The Amount slider controls how strong the vignette is. It ranges from -100 to 100. Positive values darken the edges. Negative values lighten edges. At zero, the vignette isn’t visible and all the other controls are disabled.

It can be helpful to turn the slider all the way up or down when creating a vignette. This makes it easier to visualize the effects of the adjustments you make. After the controls are set, adjust the Amount slider to make the effect more subtle.

Softness controls how the the image fades into the border. Low values of softness give a hard edge, and high values make it increasingly subtle. Low softness makes it easier to visualize the effects of the other controls.

The Size controls the radius of the vignette. At low values only a small part of the image shows though. As it is set higher, more of your photo is shown.

Roundness controls the shape of the vignette. Low values give the vignette the rectangular shape of your photo. High values make the vignette more round.

Distortion gives the vignette an irregular shape. This can add a more messy organic look to your photo. Turn distortion up to make the shape of the vignette more lumpy.

You can control the size of the lumps with the Lump Size slider. Turn it down low and you can see that the ripples at the edges are getting smaller. Higher values make bigger ripples.

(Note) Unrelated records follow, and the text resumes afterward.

#[cfg(test)]
mod tests {
    use super::*;

    fn fresh() -> Connection {
        let conn = Connection::open_in_memory().unwrap();
        conn.execute_batch("PRAGMA foreign_keys=ON;").unwrap();
        conn
    }

    #[test]
    fn test_migrations_are_idempotent() {
        let conn = fresh();

        let first = run_migrations(&conn, MIGRATIONS).unwrap();
        assert_eq!(first.applied, vec![1, 2, 3, 4]);
        assert!(first.failed_optional.is_empty());

        let second = run_migrations(&conn, MIGRATIONS).unwrap();
        assert!(second.applied.is_empty());
        assert_eq!(second.skipped, vec![1, 2, 3, 4]);

        let versions: i64 = conn
            .query_row("SELECT COUNT(*) FROM schema_versions", [], |row| row.get(0))
            .unwrap();
        assert_eq!(versions, 4);
        assert!(fts_tables_present(&conn).unwrap());
    }

    #[test]
    fn test_column_migration_tolerates_existing_columns() {
        let conn = fresh();
        create_core_tables(&conn).unwrap();
        conn.execute_batch("ALTER TABLE observations ADD COLUMN importance INTEGER NOT NULL DEFAULT 5")
            .unwrap();

        add_consolidation_columns(&conn).unwrap();
        assert!(has_column(&conn, "observations", "memory_tier").unwrap());
        assert!(has_column(&conn, "observations", "importance").unwrap());
    }

    fn broken(_: &Connection) -> rusqlite::Result<()> {
        Err(rusqlite::Error::InvalidQuery)
    }

    #[test]
    fn test_failed_optional_migration_is_not_fatal() {
        let conn = fresh();
        let migrations = [
            Migration { version: 1, name: "core_tables", optional: false, apply: create_core_tables },
            Migration { version: 9, name: "broken_index", optional: true, apply: broken },
        ];

        let report = run_migrations(&conn, &migrations).unwrap();
        assert_eq!(report.applied, vec![1]);
        assert_eq!(report.failed_optional, vec![9]);
        assert!(!is_applied(&conn, 9).unwrap());
    }

    #[test]
    fn test_failed_required_migration_is_fatal() {
        let conn = fresh();
        let migrations = [Migration { version: 1, name: "broken", optional: false, apply: broken }];
        assert!(run_migrations(&conn, &migrations).is_err());
        assert!(!is_applied(&conn, 1).unwrap());
    }
}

By default the vignette is positioned at the center of your photo. You can move it by clicking vignette location control. Move the cursor to the preview window and you’ll observe the vignette moving with it. When you have the placement just right, click the mouse.

The Random Seed button allows you to vary the look of the distortion in the vignette. Click it a few times to experiment with different looks. The number next to the button allows you to reproduce a particular distorted look later.

Now that we have the shape of our vignette set, let’s make a few changes to make it more subtle. Make the size a little larger so you don’t darken your subject. Next, Increase the softness so the effect isn’t so dramatic. Now dial back the amount a bit.

Press the backslash key to compare with the original image.